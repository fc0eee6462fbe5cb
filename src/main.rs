use std::sync::Arc;
use std::time::{Duration, Instant};

use anyhow::Result;
use dotenvy::dotenv;
use teloxide::prelude::*;

use dashbot::callback::handlers::register_default_handlers;
use dashbot::callback::CallbackRegistry;
use dashbot::command::{CommandDeps, CommandRouter};
use dashbot::core::alerts::AlertService;
use dashbot::core::{config, health, init_logger, log_startup_configuration};
use dashbot::services::{AnalyticsApiService, FavoriteApiService, HttpClient, RaceApiService};
use dashbot::telegram::{create_bot, schema, setup_bot_commands, HandlerDeps};

#[tokio::main]
async fn main() -> Result<()> {
    // Load environment variables from .env if present
    let _ = dotenv();

    init_logger(&config::LOG_FILE_PATH)?;
    log::info!("Iniciando DashBot...");
    log_startup_configuration();

    // Health check server runs for the whole process lifetime
    let health_port = config::health::port();
    tokio::spawn(async move {
        if let Err(e) = health::start_health_server(health_port).await {
            log::error!("Health server failed: {}", e);
        }
    });

    // Backend API services, shared by both routers
    let http = Arc::new(HttpClient::from_config().map_err(|e| anyhow::anyhow!(e.to_string()))?);
    let races = Arc::new(RaceApiService::new(Arc::clone(&http)));
    let favorites = Arc::new(FavoriteApiService::new(Arc::clone(&http)));
    let analytics = Arc::new(AnalyticsApiService::new(Arc::clone(&http)));

    // One-time callback handler registration pass
    log::info!("Inicializando sistema de callbacks...");
    let mut registry = CallbackRegistry::new();
    register_default_handlers(&mut registry, &races, &favorites, &analytics);
    let callbacks = Arc::new(registry.into_manager());

    let router = Arc::new(CommandRouter::new(CommandDeps {
        races,
        favorites,
        analytics,
    }));

    let platform = config::BOT_PLATFORM.as_str();
    if platform != "telegram" {
        // The WhatsApp transport is a stub; only Telegram can poll for updates
        anyhow::bail!(
            "Unsupported BOT_PLATFORM {:?}. Supported platforms: [\"telegram\"]",
            platform
        );
    }

    let bot = create_bot()?;
    if let Err(e) = setup_bot_commands(&bot).await {
        log::warn!("Failed to set bot commands: {}", e);
    }

    let alerts = Arc::new(AlertService::from_config(bot.clone()));
    let started_at = Instant::now();

    // Startup alert goes out after the dispatcher has had time to settle
    let startup_alerts = Arc::clone(&alerts);
    tokio::spawn(async move {
        tokio::time::sleep(Duration::from_secs(config::alerts::STARTUP_ALERT_DELAY_SECS)).await;
        startup_alerts.send_startup_alert("telegram").await;
    });

    let deps = HandlerDeps { callbacks, router };

    log::info!("Telegram bot is running...");
    Dispatcher::builder(bot, schema(deps))
        .enable_ctrlc_handler()
        .build()
        .dispatch()
        .await;

    // Dispatcher returned: ctrl-c or a fatal polling error
    log::info!("Dispatcher stopped, shutting down gracefully...");
    alerts.send_shutdown_alert(started_at.elapsed().as_secs()).await;
    log::info!("DashBot encerrado.");

    Ok(())
}
//! Health check HTTP server
//!
//! Runs alongside the bot so orchestrators can probe liveness. `/health`
//! answers 200 only while the Telegram API is reachable with our token;
//! `/health/detailed` adds process metadata.

use std::net::SocketAddr;
use std::time::Instant;

use axum::extract::State;
use axum::http::StatusCode;
use axum::response::{IntoResponse, Json, Response};
use axum::routing::get;
use axum::Router;
use serde_json::json;
use tokio::net::TcpListener;

use crate::core::config;

#[derive(Clone)]
struct HealthState {
    started_at: Instant,
}

/// Start the health check server; runs until the process exits
pub async fn start_health_server(port: u16) -> Result<(), Box<dyn std::error::Error + Send + Sync>> {
    let addr = SocketAddr::from(([0, 0, 0, 0], port));
    let state = HealthState {
        started_at: Instant::now(),
    };

    let app = Router::new()
        .route("/health", get(health_handler))
        .route("/health/detailed", get(detailed_health_handler))
        .with_state(state);

    log::info!("Starting health server on http://{}", addr);
    log::info!("  /health          - liveness probe");
    log::info!("  /health/detailed - probe + process metadata");

    let listener = TcpListener::bind(&addr).await?;
    axum::serve(listener, app).await?;

    Ok(())
}

/// Result of the Telegram reachability probe
struct BotProbe {
    healthy: bool,
    detail: serde_json::Value,
}

async fn probe_telegram_bot() -> BotProbe {
    let token = config::TELEGRAM_BOT_TOKEN.as_str();
    if token.is_empty() {
        return BotProbe {
            healthy: false,
            detail: json!({"status": "unhealthy", "error": "Bot token not configured"}),
        };
    }

    let client = match reqwest::Client::builder()
        .timeout(config::health::probe_timeout())
        .build()
    {
        Ok(client) => client,
        Err(e) => {
            return BotProbe {
                healthy: false,
                detail: json!({"status": "unhealthy", "error": e.to_string()}),
            }
        }
    };

    let url = format!("https://api.telegram.org/bot{}/getMe", token);
    match client.get(&url).send().await {
        Ok(resp) if resp.status().is_success() => {
            let body: serde_json::Value = resp.json().await.unwrap_or_default();
            BotProbe {
                healthy: true,
                detail: json!({
                    "status": "healthy",
                    "botUsername": body["result"]["username"],
                    "botId": body["result"]["id"],
                }),
            }
        }
        Ok(resp) => BotProbe {
            healthy: false,
            detail: json!({"status": "unhealthy", "error": format!("Bot API answered {}", resp.status())}),
        },
        Err(e) => BotProbe {
            healthy: false,
            detail: json!({"status": "unhealthy", "error": e.to_string()}),
        },
    }
}

async fn health_handler(State(state): State<HealthState>) -> Response {
    let probe = probe_telegram_bot().await;
    let status = if probe.healthy { "healthy" } else { "unhealthy" };
    let code = if probe.healthy {
        StatusCode::OK
    } else {
        StatusCode::SERVICE_UNAVAILABLE
    };

    let body = json!({
        "status": status,
        "checks": { "bot": probe.detail },
        "uptime": state.started_at.elapsed().as_secs(),
    });

    (code, Json(body)).into_response()
}

async fn detailed_health_handler(State(state): State<HealthState>) -> Response {
    let probe = probe_telegram_bot().await;
    let status = if probe.healthy { "healthy" } else { "unhealthy" };
    let code = if probe.healthy {
        StatusCode::OK
    } else {
        StatusCode::SERVICE_UNAVAILABLE
    };

    let body = json!({
        "status": status,
        "checks": { "bot": probe.detail },
        "service": "dashbot",
        "version": env!("CARGO_PKG_VERSION"),
        "environment": config::ENVIRONMENT.as_str(),
        "uptime": state.started_at.elapsed().as_secs(),
        "pid": std::process::id(),
    });

    (code, Json(body)).into_response()
}
//! Callback dispatch: resolves decoded callback data to its handler
//!
//! Handlers are scanned in registration order and the first one whose
//! `can_handle` accepts the data wins, so predicates must stay mutually
//! exclusive per variant. The manager is populated once at startup and only
//! read afterwards; concurrent events share it without locking.

use std::sync::Arc;

use async_trait::async_trait;

use crate::callback::data::CallbackData;
use crate::core::error::BotResult;
use crate::core::types::{CommandInput, CommandOutput};
use crate::presentation::messages;

/// A unit of business logic bound to one or more callback variants
#[async_trait]
pub trait CallbackHandler: Send + Sync {
    /// Stable identity used for idempotent registration and logging
    fn name(&self) -> &'static str;

    /// Whether this handler accepts the given callback data
    fn can_handle(&self, data: &CallbackData) -> bool;

    /// Executes the interaction; may suspend on backend calls
    async fn handle(&self, input: CommandInput) -> BotResult<CommandOutput>;
}

/// Dispatches decoded callback data to the first matching handler
#[derive(Default)]
pub struct CallbackManager {
    handlers: Vec<Arc<dyn CallbackHandler>>,
}

impl CallbackManager {
    pub fn new() -> Self {
        Self::default()
    }

    /// Appends a handler; resolution order is registration order
    pub(crate) fn register(&mut self, handler: Arc<dyn CallbackHandler>) {
        self.handlers.push(handler);
    }

    /// Number of active handlers
    pub fn len(&self) -> usize {
        self.handlers.len()
    }

    pub fn is_empty(&self) -> bool {
        self.handlers.is_empty()
    }

    /// Resolves and invokes the handler for `data`
    ///
    /// Never propagates handler failures: a missing handler yields the
    /// "action not found" response and an execution error is logged and
    /// converted to a generic error response, so the platform adapter always
    /// receives a well-formed output.
    pub async fn handle_callback(&self, data: CallbackData, input: CommandInput) -> CommandOutput {
        let handler = match self.handlers.iter().find(|h| h.can_handle(&data)) {
            Some(handler) => handler,
            None => {
                log::warn!(
                    "No handler found for callback type: {} (user: {:?})",
                    data.kind(),
                    input.user_id()
                );
                return CommandOutput::html(messages::errors::ACTION_NOT_FOUND);
            }
        };

        let kind = data.kind();
        let handler_name = handler.name();
        let user_id = input.user_id().map(str::to_string);

        let merged = CommandInput {
            callback_data: Some(data),
            ..input
        };

        match handler.handle(merged).await {
            Ok(output) => output,
            Err(e) => {
                log::error!(
                    "Callback handler {} failed for {} (user: {:?}): {}",
                    handler_name,
                    kind,
                    user_id,
                    e
                );
                CommandOutput::html_edit(messages::errors::INTERNAL_ERROR)
            }
        }
    }
}

#[cfg(test)]
mod tests {
    use super::*;
    use crate::callback::data::Uf;
    use crate::core::error::BotError;
    use std::sync::atomic::{AtomicUsize, Ordering};

    struct RecordingHandler {
        name: &'static str,
        calls: Arc<AtomicUsize>,
        fail: bool,
    }

    #[async_trait]
    impl CallbackHandler for RecordingHandler {
        fn name(&self) -> &'static str {
            self.name
        }

        fn can_handle(&self, data: &CallbackData) -> bool {
            matches!(data, CallbackData::UfFilter { .. })
        }

        async fn handle(&self, _input: CommandInput) -> BotResult<CommandOutput> {
            self.calls.fetch_add(1, Ordering::SeqCst);
            if self.fail {
                return Err(BotError::Validation("boom".to_string()));
            }
            Ok(CommandOutput::html(self.name))
        }
    }

    fn recording(name: &'static str, fail: bool) -> (Arc<RecordingHandler>, Arc<AtomicUsize>) {
        let calls = Arc::new(AtomicUsize::new(0));
        let handler = Arc::new(RecordingHandler {
            name,
            calls: Arc::clone(&calls),
            fail,
        });
        (handler, calls)
    }

    #[tokio::test]
    async fn test_first_match_wins() {
        let (first, first_calls) = recording("first", false);
        let (second, second_calls) = recording("second", false);

        let mut manager = CallbackManager::new();
        manager.register(first);
        manager.register(second);

        let output = manager
            .handle_callback(CallbackData::uf_filter(Uf::Sp), CommandInput::default())
            .await;

        assert_eq!(output.text, "first");
        assert_eq!(first_calls.load(Ordering::SeqCst), 1);
        assert_eq!(second_calls.load(Ordering::SeqCst), 0);
    }

    #[tokio::test]
    async fn test_no_handler_yields_not_found_output() {
        let manager = CallbackManager::new();
        let output = manager
            .handle_callback(CallbackData::races_list_favorite(), CommandInput::default())
            .await;

        assert!(output.text.contains("não encontrada"));
    }

    #[tokio::test]
    async fn test_handler_error_is_converted_not_propagated() {
        let (failing, calls) = recording("failing", true);
        let mut manager = CallbackManager::new();
        manager.register(failing);

        let output = manager
            .handle_callback(CallbackData::uf_filter(Uf::Pr), CommandInput::default())
            .await;

        assert_eq!(calls.load(Ordering::SeqCst), 1);
        assert!(output.text.contains("Erro interno"));
    }

    #[tokio::test]
    async fn test_callback_data_is_merged_into_input() {
        struct EchoHandler;

        #[async_trait]
        impl CallbackHandler for EchoHandler {
            fn name(&self) -> &'static str {
                "echo"
            }

            fn can_handle(&self, data: &CallbackData) -> bool {
                matches!(data, CallbackData::RacesFilter { .. })
            }

            async fn handle(&self, input: CommandInput) -> BotResult<CommandOutput> {
                match input.callback_data {
                    Some(CallbackData::RacesFilter { distance }) => {
                        Ok(CommandOutput::html(distance.to_string()))
                    }
                    other => Ok(CommandOutput::html(format!("unexpected: {:?}", other))),
                }
            }
        }

        let mut manager = CallbackManager::new();
        manager.register(Arc::new(EchoHandler));

        let output = manager
            .handle_callback(CallbackData::races_filter(21), CommandInput::default())
            .await;
        assert_eq!(output.text, "21");
    }
}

---------------

# Task to carry out
The required output is the number of lines in the records that contain the word "registration", with nothing added.

# Solution to this problem
4